It's been a bad year for the Food and Drug Administration's top brass. The agency's been accused by Congress of mishandling health scares linked to pet food, Heparin, Avandia and now, , CBS News correspondent Nancy Cordes reports.
But based on their bonuses, you would think it was a banner year at the FDA.
Rep. Bart Stupak, D-Mich., says he was stunned to learn that 28 senior FDA executives took in a combined $1 million in bonuses last year, pushing their pay above that of members of Congress, federal judges - and even some cabinet secretaries.
"They've done such a miserable job these last two years, I think they should leave! Not get bonuses of $40,000 [to] $50,000!" Stupak said. "Good grief."
"The kicker of course is the person who was hired to reform the bonus system received the biggest bonus," Stupak said. "$58,000."
On average, those 28 top executives received, on average, an extra $37,000 in 2007. CBS News asked the head of the FDA why.
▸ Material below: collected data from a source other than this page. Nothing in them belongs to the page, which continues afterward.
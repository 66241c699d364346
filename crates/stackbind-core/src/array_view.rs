//! Lazy, read-only view over a script sequence table.

use std::fmt;
use std::marker::PhantomData;

use crate::convert::{FromValue, FromValueOwned};
use crate::error::ConversionError;
use crate::table::TableRef;
use crate::value::Value;

/// A non-owning view of a sequence table passed as an argument.
///
/// Indexing is 0-based on the Rust side: `get(i)` probes script key `i + 1`.
/// Nothing is copied up front and the length is never assumed; every
/// lookup is an independent probe, so iteration can be restarted at will.
///
/// ```ignore
/// #[function]
/// fn sum(values: ArrayView<f64>) -> Result<f64, ConversionError> {
///     values.iter().sum()
/// }
/// ```
pub struct ArrayView<T> {
    table: TableRef,
    _marker: PhantomData<fn() -> T>,
}

impl<T: FromValueOwned> ArrayView<T> {
    pub fn new(table: TableRef) -> Self {
        Self {
            table,
            _marker: PhantomData,
        }
    }

    /// Probe logical index `index`.
    ///
    /// `Ok(None)` means the slot is nil. An element that is present but
    /// does not convert is an error carrying its script-visible key.
    pub fn get(&self, index: usize) -> Result<Option<T>, ConversionError> {
        let Some(key) = index.checked_add(1).and_then(|k| i64::try_from(k).ok()) else {
            return Ok(None);
        };
        match self.table.geti(key) {
            Value::Nil => Ok(None),
            slot => T::from_value(&slot)
                .map(Some)
                .map_err(|source| ConversionError::element(key, source)),
        }
    }

    /// Count elements by probing until the first absent one.
    pub fn count(&self) -> Result<usize, ConversionError> {
        self.iter().try_fold(0, |count, item| item.map(|_| count + 1))
    }

    /// Iterate from index 0 until the first absent element.
    ///
    /// A bad element is yielded as an error and ends the iteration.
    pub fn iter(&self) -> ArrayViewIter<'_, T> {
        ArrayViewIter {
            view: self,
            next: 0,
            done: false,
        }
    }

    /// Collect the elements into a vector.
    pub fn to_vec(&self) -> Result<Vec<T>, ConversionError> {
        self.iter().collect()
    }

    pub fn table(&self) -> &TableRef {
        &self.table
    }
}

impl<T> Clone for ArrayView<T> {
    fn clone(&self) -> Self {
        Self {
            table: self.table.clone(),
            _marker: PhantomData,
        }
    }
}

impl<T> fmt::Debug for ArrayView<T> {
    fn fmt(&self, f: &mut fmt::Formatter<'_>) -> fmt::Result {
        f.debug_struct("ArrayView")
            .field("table", &self.table)
            .field("element", &std::any::type_name::<T>())
            .finish()
    }
}

/// Binds to a table argument; anything else is a type error.
impl<'v, T: FromValueOwned> FromValue<'v> for ArrayView<T> {
    fn from_value(value: &'v Value) -> Result<Self, ConversionError> {
        TableRef::from_value(value).map(ArrayView::new)
    }
}

impl<'a, T: FromValueOwned> IntoIterator for &'a ArrayView<T> {
    type Item = Result<T, ConversionError>;
    type IntoIter = ArrayViewIter<'a, T>;

    fn into_iter(self) -> Self::IntoIter {
        self.iter()
    }
}

/// Iterator over an [`ArrayView`].
pub struct ArrayViewIter<'a, T> {
    view: &'a ArrayView<T>,
    next: usize,
    done: bool,
}

impl<T: FromValueOwned> Iterator for ArrayViewIter<'_, T> {
    type Item = Result<T, ConversionError>;

    fn next(&mut self) -> Option<Self::Item> {
        if self.done {
            return None;
        }
        match self.view.get(self.next) {
            Ok(Some(item)) => {
                self.next += 1;
                Some(Ok(item))
            }
            Ok(None) => {
                self.done = true;
                None
            }
            Err(err) => {
                self.done = true;
                Some(Err(err))
            }
        }
    }
}

impl<T: FromValueOwned> std::iter::FusedIterator for ArrayViewIter<'_, T> {}
//! Only byte slices borrow from a script string.

#[stackbind::function]
fn total(values: &[i64]) -> i64 {
    values.iter().sum()
}

fn main() {}
//! `impl Trait` parameters are generic in disguise.

#[stackbind::function]
fn total(values: impl Iterator<Item = i64>) -> i64 {
    values.sum()
}

fn main() {}
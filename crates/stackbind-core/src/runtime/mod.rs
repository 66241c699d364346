//! Native entry points and their execution context.
//!
//! ## Key Types
//!
//! - [`CallFrame`]: the engine's per-call argument and result area
//! - [`Arguments`] / [`Results`]: the two halves of a split frame
//! - [`NativeFn`]: type-erased, reference counted entry point
//! - [`State`]: a reference host with a global namespace and protected calls

mod call_frame;
mod native_fn;
mod state;

pub use call_frame::{Arguments, CallFrame, Results};
pub use native_fn::{EntryPoint, NativeCallable, NativeFn, invoke, invoke_native};
pub use state::{RESERVED, State};

#[cfg(test)]
mod tests {
    use super::*;
    use crate::error::NativeError;
    use crate::value::Value;

    #[test]
    fn closure_entry_point_reads_and_pushes() {
        let double = NativeFn::new(|frame: &mut CallFrame<'_>| -> Result<usize, NativeError> {
            let (args, mut results) = frame.split();
            let x: i64 = args.read(1)?;
            results.push(x * 2)?;
            Ok(1)
        });

        let out = State::call_function(&double, &[Value::Integer(21)]).unwrap();
        assert_eq!(out, vec![Value::Integer(42)]);
    }

    #[test]
    fn entry_point_errors_surface_unchanged() {
        fn fail(_frame: &mut CallFrame<'_>) -> Result<usize, NativeError> {
            Err(NativeError::runtime("nope"))
        }

        let function = NativeFn::from_entry(fail);
        let err = State::call_function(&function, &[]).unwrap_err();
        assert_eq!(err, NativeError::runtime("nope"));
    }

    #[test]
    fn generic_wrap_marshals_arguments() {
        let function = NativeFn::wrap(|a: i32, b: i32| a - b);
        let out = State::call_function(&function, &[Value::Integer(5), Value::Integer(3)]).unwrap();
        assert_eq!(out, vec![Value::Integer(2)]);
    }

    #[test]
    fn clones_share_the_callable() {
        let function = NativeFn::wrap(|| 1i32);
        let copy = function.clone();
        assert!(function.ptr_eq(&copy));
        assert!(!function.ptr_eq(&NativeFn::wrap(|| 1i32)));
    }
}
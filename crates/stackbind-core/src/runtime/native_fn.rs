//! Native function storage and the invocation engine.

use std::fmt;
use std::rc::Rc;

use crate::convert::IntoResults;
use crate::defaults::{Callable, DefaultArgs, WithDefaults};
use crate::error::NativeError;

use super::CallFrame;

/// The engine's calling convention for native code.
///
/// Returns the number of results pushed, or an error the engine raises as a
/// runtime error in the calling script.
pub type EntryPoint = fn(&mut CallFrame<'_>) -> Result<usize, NativeError>;

/// Anything callable with a frame.
pub trait NativeCallable {
    fn call(&self, frame: &mut CallFrame<'_>) -> Result<usize, NativeError>;
}

impl<F> NativeCallable for F
where
    F: Fn(&mut CallFrame<'_>) -> Result<usize, NativeError>,
{
    fn call(&self, frame: &mut CallFrame<'_>) -> Result<usize, NativeError> {
        self(frame)
    }
}

/// Type-erased native function.
///
/// Cloning is cheap and shares the underlying callable. The engine is single
/// threaded, so the callable is held in an `Rc`.
#[derive(Clone)]
pub struct NativeFn {
    inner: Rc<dyn NativeCallable>,
}

impl NativeFn {
    /// Wrap a frame-level callable.
    pub fn new<F>(callable: F) -> Self
    where
        F: NativeCallable + 'static,
    {
        Self {
            inner: Rc::new(callable),
        }
    }

    /// Wrap a static entry point, such as one generated by `#[function]`.
    pub fn from_entry(entry: EntryPoint) -> Self {
        Self::new(entry)
    }

    /// Wrap a typed Rust function. Every parameter is required.
    ///
    /// Parameters must be owned types; functions taking borrowed arguments
    /// go through `#[function]` instead.
    pub fn wrap<F, Args>(function: F) -> Self
    where
        F: Callable<Args> + 'static,
        (): DefaultArgs<Args>,
        Args: 'static,
    {
        Self::new(WithDefaults::new(function, ()))
    }

    /// Wrap a typed Rust function whose trailing parameters take `defaults`
    /// when the caller omits them.
    ///
    /// A default tuple longer than the parameter list does not type-check.
    pub fn with_defaults<F, D, Args>(function: F, defaults: D) -> Self
    where
        F: Callable<Args> + 'static,
        D: DefaultArgs<Args> + 'static,
        Args: 'static,
    {
        Self::new(WithDefaults::new(function, defaults))
    }

    pub fn call(&self, frame: &mut CallFrame<'_>) -> Result<usize, NativeError> {
        self.inner.call(frame)
    }

    pub fn ptr_eq(&self, other: &NativeFn) -> bool {
        Rc::ptr_eq(&self.inner, &other.inner)
    }

    pub fn as_ptr(&self) -> *const () {
        Rc::as_ptr(&self.inner).cast()
    }
}

impl fmt::Debug for NativeFn {
    fn fmt(&self, f: &mut fmt::Formatter<'_>) -> fmt::Result {
        write!(f, "NativeFn({:p})", self.as_ptr())
    }
}

/// Invoke `function` against `frame`.
///
/// Every argument is materialised before the call; the first conversion
/// failure aborts with [`NativeError::Argument`] and the function never
/// runs. Parameters covered by `defaults` fall back to their default when
/// the caller omits them. Returns the number of results pushed.
pub fn invoke<F, D, Args>(
    frame: &mut CallFrame<'_>,
    function: &F,
    defaults: &D,
) -> Result<usize, NativeError>
where
    F: Callable<Args>,
    D: DefaultArgs<Args>,
{
    let (args, mut results) = frame.split();
    let materialized = defaults.read_args(&args)?;
    function.call_with(materialized).push_results(&mut results)
}

/// [`invoke`] with every parameter required.
pub fn invoke_native<F, Args>(frame: &mut CallFrame<'_>, function: &F) -> Result<usize, NativeError>
where
    F: Callable<Args>,
    (): DefaultArgs<Args>,
{
    invoke(frame, function, &())
}

#[cfg(test)]
mod tests {
    use std::cell::Cell;

    use super::*;
    use crate::error::ConversionError;
    use crate::value::Value;

    fn run<F, Args>(function: &F, args: &[Value]) -> Result<Vec<Value>, NativeError>
    where
        F: Callable<Args>,
        (): DefaultArgs<Args>,
    {
        let mut out = Vec::new();
        let mut frame = CallFrame::new(args, &mut out);
        let count = invoke_native(&mut frame, function)?;
        assert_eq!(count, out.len());
        Ok(out)
    }

    #[test]
    fn unit_return_reports_zero_results() {
        let out = run(&|_: i32| {}, &[Value::Integer(1)]).unwrap();
        assert!(out.is_empty());
    }

    #[test]
    fn zero_arity_function() {
        let out = run(&|| "hi".to_string(), &[]).unwrap();
        assert_eq!(out, vec![Value::string("hi")]);
    }

    #[test]
    fn failed_read_never_calls_the_function() {
        let called = Cell::new(false);
        let function = |a: i32, b: i32| {
            called.set(true);
            a + b
        };
        let err = run(&function, &[Value::Integer(1), Value::string("x")]).unwrap_err();
        assert_eq!(
            err,
            NativeError::argument(2, ConversionError::mismatch("number", "string"))
        );
        assert!(!called.get());
    }

    #[test]
    fn first_failure_wins() {
        let err = run(&|a: i32, b: i32| a + b, &[Value::Nil, Value::Nil]).unwrap_err();
        assert!(matches!(err, NativeError::Argument { position: 1, .. }));
    }

    #[test]
    fn extra_arguments_are_ignored() {
        let out = run(&|a: i64| a, &[Value::Integer(1), Value::Integer(2)]).unwrap();
        assert_eq!(out, vec![Value::Integer(1)]);
    }

    #[test]
    fn return_conversion_failure_is_reported() {
        let err = run(&|| u64::MAX, &[]).unwrap_err();
        assert!(matches!(err, NativeError::Return(_)));
    }

    #[test]
    fn fn_items_are_callable() {
        let out = run(&f64::abs, &[Value::Number(-2.5)]).unwrap();
        assert_eq!(out, vec![Value::Number(2.5)]);
    }

    #[test]
    fn twelve_parameters() {
        #[allow(clippy::too_many_arguments)]
        fn sum(
            a: i64,
            b: i64,
            c: i64,
            d: i64,
            e: i64,
            f: i64,
            g: i64,
            h: i64,
            i: i64,
            j: i64,
            k: i64,
            l: i64,
        ) -> i64 {
            a + b + c + d + e + f + g + h + i + j + k + l
        }
        let args: Vec<Value> = (1..=12).map(Value::Integer).collect();
        let out = run(&sum, &args).unwrap();
        assert_eq!(out, vec![Value::Integer(78)]);
    }
}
"What we are talking about here is the need to have highly experienced, highly capable technical experts that, without which, the country would suffer," said FDA Commissioner Andrew von Eschenbach.
Small bonuses to experts, like scientists and doctors, are not what worry congressional investigators.
They're concerned that a quarter of the $35 million in bonuses the FDA handed out last year went to bureaucrats, not technical experts. And that the same bureaucrats are getting big retention bonuses year after year.
"These should be referred to not as retention bonuses but blackmail bonuses," said Tom Schatz, president of Citizens Against Government Waste.
Not all FDA employees hit the jackpot. The biggest bonus among the rank-and-file went to the "Inspector of the Year." Her take? A mere $2,500.
Are there any limits placed on how much these government agencies can spend on bonuses?
They are not allowed to give a bonus that is larger than 25 percent of an employee's base pay. But beyond that, they don't have to prove an employee deserves to get a bonus or earned a bonus. Congressional investigators argue the FDA is rewarding its top staff more richly than other government agencies - even though it's the agency most frequently referred to as "broken."